_DESCRIPTION OF THE TASK_
Using the entries below, write out the line with "Each error variant", the line with "the record parser", and every line in between, exactly as each is written.

_RECORDS SHOWN_
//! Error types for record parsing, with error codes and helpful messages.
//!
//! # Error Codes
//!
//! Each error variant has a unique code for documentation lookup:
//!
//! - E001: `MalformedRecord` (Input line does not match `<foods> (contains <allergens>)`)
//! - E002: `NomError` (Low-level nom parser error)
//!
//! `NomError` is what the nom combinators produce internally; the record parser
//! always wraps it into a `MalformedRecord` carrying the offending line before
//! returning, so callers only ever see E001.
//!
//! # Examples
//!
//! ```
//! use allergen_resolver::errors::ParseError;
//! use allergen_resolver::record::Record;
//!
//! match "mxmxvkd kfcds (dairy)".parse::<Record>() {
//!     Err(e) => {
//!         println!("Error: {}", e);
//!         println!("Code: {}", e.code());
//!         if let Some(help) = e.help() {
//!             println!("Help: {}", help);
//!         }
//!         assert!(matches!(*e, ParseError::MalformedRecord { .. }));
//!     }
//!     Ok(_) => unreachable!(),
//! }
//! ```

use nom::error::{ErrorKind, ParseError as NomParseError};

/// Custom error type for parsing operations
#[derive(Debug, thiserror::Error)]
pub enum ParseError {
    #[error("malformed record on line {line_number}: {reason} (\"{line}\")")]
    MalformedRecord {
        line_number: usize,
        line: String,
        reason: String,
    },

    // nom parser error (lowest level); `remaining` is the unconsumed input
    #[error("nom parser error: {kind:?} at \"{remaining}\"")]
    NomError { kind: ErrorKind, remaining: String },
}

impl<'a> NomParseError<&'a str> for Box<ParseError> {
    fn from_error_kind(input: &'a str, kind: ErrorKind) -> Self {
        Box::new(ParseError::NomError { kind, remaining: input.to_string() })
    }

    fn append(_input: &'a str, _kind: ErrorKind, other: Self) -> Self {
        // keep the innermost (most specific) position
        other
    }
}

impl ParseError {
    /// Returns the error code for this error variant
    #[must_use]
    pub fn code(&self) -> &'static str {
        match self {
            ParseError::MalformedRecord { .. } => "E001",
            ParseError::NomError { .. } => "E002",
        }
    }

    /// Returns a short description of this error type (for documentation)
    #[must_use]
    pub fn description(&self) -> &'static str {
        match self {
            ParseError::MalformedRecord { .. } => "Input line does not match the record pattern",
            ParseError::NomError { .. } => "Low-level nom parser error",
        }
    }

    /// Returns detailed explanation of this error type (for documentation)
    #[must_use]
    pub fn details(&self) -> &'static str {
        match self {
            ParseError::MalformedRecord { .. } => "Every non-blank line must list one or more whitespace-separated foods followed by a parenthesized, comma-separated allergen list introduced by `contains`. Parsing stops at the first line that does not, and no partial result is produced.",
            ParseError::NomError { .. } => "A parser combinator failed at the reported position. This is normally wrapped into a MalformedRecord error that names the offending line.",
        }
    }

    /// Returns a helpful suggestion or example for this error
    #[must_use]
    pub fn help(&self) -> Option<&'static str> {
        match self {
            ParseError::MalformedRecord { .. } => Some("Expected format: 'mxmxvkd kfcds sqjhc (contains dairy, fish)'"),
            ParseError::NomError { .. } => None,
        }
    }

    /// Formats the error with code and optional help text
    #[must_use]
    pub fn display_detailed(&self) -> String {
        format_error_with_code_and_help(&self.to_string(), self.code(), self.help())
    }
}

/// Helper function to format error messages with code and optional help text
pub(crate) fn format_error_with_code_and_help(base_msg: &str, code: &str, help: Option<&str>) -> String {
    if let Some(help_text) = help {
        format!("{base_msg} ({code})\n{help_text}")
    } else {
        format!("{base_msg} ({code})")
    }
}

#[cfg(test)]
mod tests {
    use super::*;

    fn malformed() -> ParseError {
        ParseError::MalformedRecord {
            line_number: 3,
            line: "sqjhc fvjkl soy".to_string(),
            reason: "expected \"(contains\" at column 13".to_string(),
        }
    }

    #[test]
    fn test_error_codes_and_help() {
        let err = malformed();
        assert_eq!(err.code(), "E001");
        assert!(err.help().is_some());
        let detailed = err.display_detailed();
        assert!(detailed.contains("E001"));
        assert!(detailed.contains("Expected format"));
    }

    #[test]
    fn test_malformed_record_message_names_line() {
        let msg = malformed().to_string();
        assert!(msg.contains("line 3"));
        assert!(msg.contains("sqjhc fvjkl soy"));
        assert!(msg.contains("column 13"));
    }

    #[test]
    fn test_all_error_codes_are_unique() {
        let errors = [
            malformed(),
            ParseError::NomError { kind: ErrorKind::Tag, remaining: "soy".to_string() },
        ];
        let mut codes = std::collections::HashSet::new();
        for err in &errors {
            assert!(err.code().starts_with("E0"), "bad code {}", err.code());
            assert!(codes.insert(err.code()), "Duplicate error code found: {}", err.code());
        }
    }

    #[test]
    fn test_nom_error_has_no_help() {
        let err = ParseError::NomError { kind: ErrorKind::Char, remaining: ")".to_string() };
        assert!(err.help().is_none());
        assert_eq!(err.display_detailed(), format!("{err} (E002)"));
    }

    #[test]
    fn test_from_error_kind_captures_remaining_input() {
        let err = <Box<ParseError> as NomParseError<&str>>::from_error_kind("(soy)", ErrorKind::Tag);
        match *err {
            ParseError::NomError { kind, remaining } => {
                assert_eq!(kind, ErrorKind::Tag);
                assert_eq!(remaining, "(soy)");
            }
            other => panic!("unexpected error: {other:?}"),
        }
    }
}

==

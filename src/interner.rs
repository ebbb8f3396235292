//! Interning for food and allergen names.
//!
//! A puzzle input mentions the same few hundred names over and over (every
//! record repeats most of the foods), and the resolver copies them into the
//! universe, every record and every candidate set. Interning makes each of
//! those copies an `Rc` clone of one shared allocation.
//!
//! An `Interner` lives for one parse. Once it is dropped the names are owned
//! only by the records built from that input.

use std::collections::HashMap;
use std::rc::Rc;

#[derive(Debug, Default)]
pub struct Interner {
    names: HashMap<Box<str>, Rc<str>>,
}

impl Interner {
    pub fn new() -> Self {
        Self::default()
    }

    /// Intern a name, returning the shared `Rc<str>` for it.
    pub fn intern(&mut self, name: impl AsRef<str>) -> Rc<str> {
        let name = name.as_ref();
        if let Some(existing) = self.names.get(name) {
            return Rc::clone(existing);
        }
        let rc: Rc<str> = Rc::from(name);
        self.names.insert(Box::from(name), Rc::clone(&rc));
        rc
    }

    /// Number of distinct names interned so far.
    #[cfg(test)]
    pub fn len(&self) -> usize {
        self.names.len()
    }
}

_EXERCISE OUTPUT_
//! Each error variant has a unique code for documentation lookup:
//!
//! - E001: `MalformedRecord` (Input line does not match `<foods> (contains <allergens>)`)
//! - E002: `NomError` (Low-level nom parser error)
//!
//! `NomError` is what the nom combinators produce internally; the record parser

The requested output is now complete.